Implications for research
Massive use of online art therapy affords us the opportunity to look at how it may operate in a virtual world. Research may parse out best practices, what doesn’t work, and for whom it might work best, and look at issues surrounding working alliance, therapist responsiveness and sensory processes in online art therapy.
Plain-language summary
The world-wide pandemic of 2020 forced therapists to provide services online. My art therapy practice was no exception. We immediately had to pivot our child-centered art therapy services to online platforms and adapt our approach. The ‘magic circle’ framework that we create through our physical space, presence and three modes of engagement during art therapy were translated into telehealth. This framework is explained with two case vignettes to suggest both challenges to online art therapy practice as well as the success of the new model. Implications for research are discussed.
Acknowledgements
The author gratefully acknowledges Kristen Rashid, Antonia Cianfrani, and Jordyn Staar for their hard work and consistency throughout this pandemic and shutdown and their contributions to our supervision group.
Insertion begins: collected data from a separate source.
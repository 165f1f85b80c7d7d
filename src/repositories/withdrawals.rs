use chrono::Utc;
use sqlx::sqlite::{SqlitePool, SqliteRow};
use sqlx::{FromRow, QueryBuilder, Row, Sqlite, SqliteConnection};

use super::ledger;
use super::{decimal_column, new_id, parse_column, ReviewError};
use crate::models::ledger::{BalanceAdjustment, BalanceOperation, LedgerEntry};
use crate::models::transfers::{NewWithdrawal, Withdrawal, WithdrawalStatus};
use crate::models::users::User;

impl<'r> FromRow<'r, SqliteRow> for Withdrawal {
    fn from_row(row: &'r SqliteRow) -> Result<Self, sqlx::Error> {
        Ok(Withdrawal {
            id: row.try_get("id")?,
            user_id: row.try_get("user_id")?,
            user_email: row.try_get("user_email")?,
            amount: decimal_column(row, "amount")?,
            currency: parse_column(row, "currency")?,
            destination: row.try_get("destination")?,
            status: parse_column(row, "status")?,
            admin_note: row.try_get("admin_note")?,
            created_at: row.try_get("created_at")?,
            updated_at: row.try_get("updated_at")?,
        })
    }
}

#[derive(Clone)]
pub struct WithdrawalRepository {
    conn: SqlitePool,
}

impl WithdrawalRepository {
    pub fn new(conn: SqlitePool) -> Self {
        Self { conn }
    }

    pub async fn insert_withdrawal(
        &self,
        user: &User,
        withdrawal: &NewWithdrawal,
    ) -> Result<Withdrawal, anyhow::Error> {
        let now = Utc::now();

        let withdrawal = sqlx::query_as::<_, Withdrawal>(
            r#"
                INSERT INTO withdrawals
                (id, user_id, user_email, amount, currency, destination, status, created_at, updated_at)
                VALUES (?, ?, ?, ?, ?, ?, ?, ?, ?)
                RETURNING *
            "#,
        )
        .bind(new_id())
        .bind(&user.id)
        .bind(&user.email)
        .bind(withdrawal.amount.normalize().to_string())
        .bind(withdrawal.currency.code())
        .bind(withdrawal.destination.trim())
        .bind(WithdrawalStatus::Pendiente.as_str())
        .bind(now)
        .bind(now)
        .fetch_one(&self.conn)
        .await?;

        Ok(withdrawal)
    }

    pub async fn get_withdrawal(&self, id: &str) -> Result<Option<Withdrawal>, anyhow::Error> {
        let withdrawal = sqlx::query_as::<_, Withdrawal>("SELECT * FROM withdrawals WHERE id = ?")
            .bind(id)
            .fetch_optional(&self.conn)
            .await?;

        Ok(withdrawal)
    }

    pub async fn list_withdrawals(
        &self,
        status: Option<WithdrawalStatus>,
        user_id: Option<&str>,
    ) -> Result<Vec<Withdrawal>, anyhow::Error> {
        let mut query = QueryBuilder::<Sqlite>::new("SELECT * FROM withdrawals WHERE 1 = 1");
        if let Some(status) = status {
            query.push(" AND status = ").push_bind(status.as_str());
        }
        if let Some(user_id) = user_id {
            query.push(" AND user_id = ").push_bind(user_id.to_string());
        }
        query.push(" ORDER BY created_at DESC");

        let withdrawals = query
            .build_query_as::<Withdrawal>()
            .fetch_all(&self.conn)
            .await?;
        Ok(withdrawals)
    }

    /// Marks a pending withdrawal as paid out and debits the user. Nothing is
    /// written when the balance does not cover the amount.
    pub async fn complete_withdrawal(
        &self,
        id: &str,
        note: Option<&str>,
    ) -> Result<(Withdrawal, LedgerEntry), ReviewError> {
        let mut tx = self.conn.begin().await?;

        let withdrawal = review(&mut tx, id, WithdrawalStatus::Completado, note).await?;
        let entry = ledger::apply(
            &mut tx,
            &withdrawal.user_id,
            &BalanceAdjustment {
                currency: withdrawal.currency,
                amount: withdrawal.amount,
                operation: BalanceOperation::Subtract,
                reason: Some("Withdrawal completed".to_string()),
            },
            Some(&withdrawal.id),
        )
        .await?;

        tx.commit().await?;
        Ok((withdrawal, entry))
    }

    pub async fn reject_withdrawal(
        &self,
        id: &str,
        note: Option<&str>,
    ) -> Result<Withdrawal, ReviewError> {
        let mut tx = self.conn.begin().await?;
        let withdrawal = review(&mut tx, id, WithdrawalStatus::Rechazado, note).await?;
        tx.commit().await?;

        Ok(withdrawal)
    }
}

async fn review(
    conn: &mut SqliteConnection,
    id: &str,
    status: WithdrawalStatus,
    note: Option<&str>,
) -> Result<Withdrawal, ReviewError> {
    let updated = sqlx::query_as::<_, Withdrawal>(
        r#"
            UPDATE withdrawals
            SET status = ?, admin_note = COALESCE(?, admin_note), updated_at = ?
            WHERE id = ? AND status = ?
            RETURNING *
        "#,
    )
    .bind(status.as_str())
    .bind(note)
    .bind(Utc::now())
    .bind(id)
    .bind(WithdrawalStatus::Pendiente.as_str())
    .fetch_optional(&mut *conn)
    .await?;

    if let Some(withdrawal) = updated {
        return Ok(withdrawal);
    }

    let current: Option<String> =
        sqlx::query_scalar("SELECT status FROM withdrawals WHERE id = ?")
            .bind(id)
            .fetch_optional(&mut *conn)
            .await?;

    match current {
        Some(status) => Err(ReviewError::InvalidTransition {
            id: id.to_string(),
            status,
        }),
        None => Err(ReviewError::NotFound(id.to_string())),
    }
}

#[cfg(test)]
mod tests {
    use super::*;
    use crate::database;
    use crate::models::currency::Currency;
    use crate::models::users::NewUser;
    use crate::repositories::ledger::{LedgerError, LedgerRepository};
    use crate::repositories::users::UserRepository;
    use rust_decimal::Decimal;

    async fn setup(funds: &str) -> (WithdrawalRepository, LedgerRepository, User) {
        let pool = database::memory_pool().await;
        let user = UserRepository::new(pool.clone())
            .insert_user(&NewUser {
                id: None,
                email: "wd@example.com".to_string(),
                display_name: None,
            })
            .await
            .unwrap();

        let ledger = LedgerRepository::new(pool.clone());
        ledger
            .adjust(
                &user.id,
                &BalanceAdjustment {
                    currency: Currency::Trx,
                    amount: funds.parse().unwrap(),
                    operation: BalanceOperation::Add,
                    reason: None,
                },
            )
            .await
            .unwrap();

        (WithdrawalRepository::new(pool), ledger, user)
    }

    fn new_withdrawal(amount: &str) -> NewWithdrawal {
        NewWithdrawal {
            amount: amount.parse().unwrap(),
            currency: Currency::Trx,
            destination: "TXYZ123".to_string(),
        }
    }

    #[tokio::test]
    async fn completion_debits_exactly_once() {
        let (repository, ledger, user) = setup("100").await;
        let withdrawal = repository
            .insert_withdrawal(&user, &new_withdrawal("40"))
            .await
            .unwrap();

        let (completed, entry) = repository
            .complete_withdrawal(&withdrawal.id, None)
            .await
            .unwrap();
        assert_eq!(completed.status, WithdrawalStatus::Completado);
        assert_eq!(entry.balance_after, Decimal::from(60));

        assert!(matches!(
            repository.complete_withdrawal(&withdrawal.id, None).await,
            Err(ReviewError::InvalidTransition { .. })
        ));
        assert_eq!(
            ledger.get_balance(&user.id, Currency::Trx).await.unwrap(),
            Decimal::from(60)
        );
    }

    #[tokio::test]
    async fn two_withdrawals_cannot_overdraw() {
        let (repository, ledger, user) = setup("50").await;
        let first = repository
            .insert_withdrawal(&user, &new_withdrawal("30"))
            .await
            .unwrap();
        let second = repository
            .insert_withdrawal(&user, &new_withdrawal("30"))
            .await
            .unwrap();

        repository.complete_withdrawal(&first.id, None).await.unwrap();
        let result = repository.complete_withdrawal(&second.id, None).await;
        assert!(matches!(
            result,
            Err(ReviewError::Ledger(LedgerError::InsufficientFunds { .. }))
        ));

        // The failed completion rolled back its status change.
        let pending = repository
            .list_withdrawals(Some(WithdrawalStatus::Pendiente), None)
            .await
            .unwrap();
        assert_eq!(pending.len(), 1);
        assert_eq!(pending[0].id, second.id);
        assert_eq!(
            ledger.get_balance(&user.id, Currency::Trx).await.unwrap(),
            Decimal::from(20)
        );
    }

    #[tokio::test]
    async fn rejection_keeps_funds() {
        let (repository, ledger, user) = setup("10").await;
        let withdrawal = repository
            .insert_withdrawal(&user, &new_withdrawal("5"))
            .await
            .unwrap();

        let rejected = repository
            .reject_withdrawal(&withdrawal.id, Some("wrong address"))
            .await
            .unwrap();
        assert_eq!(rejected.status, WithdrawalStatus::Rechazado);
        assert_eq!(
            ledger.get_balance(&user.id, Currency::Trx).await.unwrap(),
            Decimal::from(10)
        );
    }
}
Hank Carlton and Sara Sculley also joined us along the way; many thanks.
Disclosure statement
No potential conflict of interest was reported by the author.
Additional information
Notes on contributors
Kathryn Snyder
Kathryn Snyder is a registered, board-certified art therapist with a private practice in Philadelphia, PA. She founded and directs Parent to Child Therapy Associates, a clinical practice focusing on art therapy with children, teens and families. Spark is a non-profit arm of her practice that serves children in schools in Philadelphia through grant funding. Kathryn has been practicing for over 20 years and has been connecting with the community through workshops, speaking engagements and professional presentations. She began her PhD studies in Creative Arts Therapy at Drexel University in 2018 and will be proposing her dissertation research this fall to focus on the importance of art therapy in an early intervention/early childhood education context.